Fabrice Henry

Personal information
- Date of birth: 13 February 1968 (age 57)
- Place of birth: Argenteuil, France
- Position(s): Midfielder

Youth career
- 1982–1985: Sochaux

Senior career*
- Years: Team / Apps / (Gls)
- 1985–1993: Sochaux
- 1993–1994: Marseille
- 1994–1995: Nîmes Olympique
- 1995: Perpignan Canet
- 1995–1996: Toulouse
- 1996–1997: CD Toledo / 3 / (0)
- 1997–2000: FC Basel / 25 / (1)
- 1999–2000: → Hibernian (loan) / 9 / (0)

= Fabrice Henry =

French footballer (born 1968)

Fabrice Henry (born 13 February 1968) is a French former professional footballer who played as a midfielder for various clubs in France, Spain and Scotland throughout the 1980s and 1990s.

==Career==
Henry started his professional career at Sochaux in 1985, where he played for eight years, before joining Marseille in 1993. However, he never broke into the first team at Marseille, and left after just one season to join Nîmes. He then went on to play for Perpignan Canet, Toulouse and Toledo between 1995 and 1997, when he joined Swiss side FC Basel.
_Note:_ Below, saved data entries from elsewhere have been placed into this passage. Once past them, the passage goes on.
use std::collections::HashMap;
use std::fmt;
use std::sync::{Mutex, MutexGuard, PoisonError};

use log::{debug, info, warn};
use rand::Rng;
use serde::Serialize;

use crate::core::account::{demo_accounts, Account, AccountSeed, Amount, UserName};
use crate::core::error::{LedgerError, LedgerResult, Operation, Party};

type AccountMap = HashMap<UserName, Account>;

/// Placeholder session token handed out on a successful login.
pub const AUTH_TOKEN: &str = "fake-jwt-token";

#[derive(Debug, Clone, PartialEq, Eq, Serialize)]
#[serde(transparent)]
pub struct AuthToken(String);

impl AuthToken {
    fn placeholder() -> AuthToken {
        AuthToken(AUTH_TOKEN.to_owned())
    }

    pub fn as_str(&self) -> &str {
        &self.0
    }
}

/// Identifier handed back for a completed transfer: `txn_` followed by six
/// random digits. Two transfers may well get the same one.
#[derive(Debug, Clone, PartialEq, Eq, Serialize)]
#[serde(transparent)]
pub struct TransactionId(String);

impl TransactionId {
    const LOWEST: u32 = 100_000;
    const HIGHEST: u32 = 999_999;

    fn random() -> TransactionId {
        let number = rand::thread_rng().gen_range(Self::LOWEST..=Self::HIGHEST);
        TransactionId(format!("txn_{}", number))
    }

    pub fn as_str(&self) -> &str {
        &self.0
    }
}

impl fmt::Display for TransactionId {
    fn fmt(&self, f: &mut fmt::Formatter<'_>) -> fmt::Result {
        write!(f, "{}", self.0)
    }
}

#[derive(Debug, Clone, PartialEq)]
pub struct TransferReceipt {
    pub transaction_id: TransactionId,
    /// Sender's balance after the transfer.
    pub new_balance: Amount,
}

/// In-memory registry of accounts.
///
/// All accounts sit behind one lock. Each operation takes it once and holds
/// it through validation and mutation, so a transfer's debit and credit are
/// never observed apart and concurrent debits cannot overdraw an account.
/// Share it between threads as `Arc<Ledger>`.
pub struct Ledger {
    accounts: Mutex<AccountMap>,
}

impl Ledger {
    pub fn new() -> Ledger {
        Ledger { accounts: Mutex::new(HashMap::new()) }
    }

    /// Later seeds replace earlier ones with the same username.
    pub fn from_seeds(seeds: impl IntoIterator<Item = AccountSeed>) -> Ledger {
        let accounts = seeds.into_iter()
            .map(|seed| (seed.username, Account::new(seed.pin, seed.balance)))
            .collect();
        Ledger { accounts: Mutex::new(accounts) }
    }

    pub fn demo() -> Ledger {
        Ledger::from_seeds(demo_accounts())
    }

    // No operation panics between validating and mutating, so the map behind
    // a poisoned lock is still consistent.
    fn lock(&self) -> MutexGuard<'_, AccountMap> {
        self.accounts.lock().unwrap_or_else(PoisonError::into_inner)
    }

    pub fn usernames(&self) -> Vec<UserName> {
        let mut names: Vec<_> = self.lock().keys().cloned().collect();
        names.sort();
        names
    }

    pub fn total_balance(&self) -> Amount {
        self.lock().values().map(Account::balance).sum()
    }

    pub fn authenticate(&self, username: &str, password: &str) -> LedgerResult<AuthToken> {
        let accounts = self.lock();
        match accounts.get(username) {
            Some(account) if account.check_pin(password) => Ok(AuthToken::placeholder()),
            _ => {
                warn!("failed login attempt for {}", username);
                Err(LedgerError::Unauthorized)
            }
        }
    }

    pub fn get_balance(&self, username: &str) -> LedgerResult<Amount> {
        self.lock().get(username)
            .map(Account::balance)
            .ok_or(LedgerError::NotFound { party: Party::User })
    }

    pub fn deposit(&self, username: &str, amount: Amount) -> LedgerResult<Amount> {
        let mut accounts = self.lock();
        let account = accounts.get_mut(username)
            .ok_or(LedgerError::NotFound { party: Party::User })?;
        ensure_positive(amount, Operation::Deposit)?;

        let new_balance = account.credit(amount);
        info!("deposit of {} into {}", amount, username);
        Ok(new_balance)
    }

    pub fn withdraw(&self, username: &str, amount: Amount) -> LedgerResult<Amount> {
        let mut accounts = self.lock();
        let account = accounts.get_mut(username)
            .ok_or(LedgerError::NotFound { party: Party::User })?;
        ensure_positive(amount, Operation::Withdrawal)?;
        if !account.covers(amount) {
            debug!("withdrawal of {} from {} refused: insufficient funds", amount, username);
            return Err(LedgerError::InsufficientFunds { operation: Operation::Withdrawal });
        }

        let new_balance = account.debit(amount);
        info!("withdrawal of {} from {}", amount, username);
        Ok(new_balance)
    }

    /// Moves `amount` from `from` to `to`. Checks run in a fixed order and
    /// the first failure is returned: amount, sender, receiver, distinct
    /// accounts, sender funds.
    pub fn transfer(&self, from: &str, to: &str, amount: Amount) -> LedgerResult<TransferReceipt> {
        ensure_positive(amount, Operation::Transfer)?;

        let mut accounts = self.lock();
        Ledger::validate_transfer(&accounts, from, to, amount)?;

        let new_balance = match accounts.get_mut(from) {
            Some(sender) => sender.debit(amount),
            None => return Err(LedgerError::NotFound { party: Party::Sender }),
        };
        match accounts.get_mut(to) {
            Some(receiver) => { receiver.credit(amount); },
            None => return Err(LedgerError::NotFound { party: Party::Receiver }),
        }

        let transaction_id = TransactionId::random();
        info!("transfer {}: {} from {} to {}", transaction_id, amount, from, to);
        Ok(TransferReceipt { transaction_id, new_balance })
    }

    fn validate_transfer(accounts: &AccountMap, from: &str, to: &str, amount: Amount) -> LedgerResult<()> {
        let sender = accounts.get(from)
            .ok_or(LedgerError::NotFound { party: Party::Sender })?;
        if !accounts.contains_key(to) {
            return Err(LedgerError::NotFound { party: Party::Receiver });
        }
        if from == to {
            return Err(LedgerError::SameAccount);
        }
        if !sender.covers(amount) {
            debug!("transfer of {} from {} refused: insufficient funds", amount, from);
            return Err(LedgerError::InsufficientFunds { operation: Operation::Transfer });
        }
        Ok(())
    }
}

impl Default for Ledger {
    fn default() -> Self {
        Ledger::new()
    }
}

// `!(amount > 0.0)` so NaN is refused too.
fn ensure_positive(amount: Amount, operation: Operation) -> LedgerResult<()> {
    if !(amount > 0.0) {
        debug!("{} of {} refused: amount must be positive", operation, amount);
        return Err(LedgerError::InvalidAmount { operation });
    }
    Ok(())
}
Henry joined FC Basel's first team for their 1996–97 season under head coach Karl Engel. After playing in six test games Henry played his domestic league debut for his new club in the home game at St. Jakob Stadium on 2 March 1997, when Basel won 1–0 against Zürich. He scored his first goal for the club on 15 November 1997 in the Swiss Cup game against SC Buochs as Basel won 7–2 after extra time. It was the last goal of the game in the 121 st minute.

Henry stayed with the club for two and a half seasons. Between the years 1997 and 1999 he played a total of 47 games for Basel scoring a total of four goals. 25 of these games were in the Nationalliga A, three in the Swiss Cup and 19 were friendly games. He scored one goal in the domestic league, one in the domestic cup and the other two were scored during the test games.

In July 1999 he signed, on loan for one year from Basel, for Scottish Premier League club Hibernian and here he played in nine league games before retiring from his active career in 2000.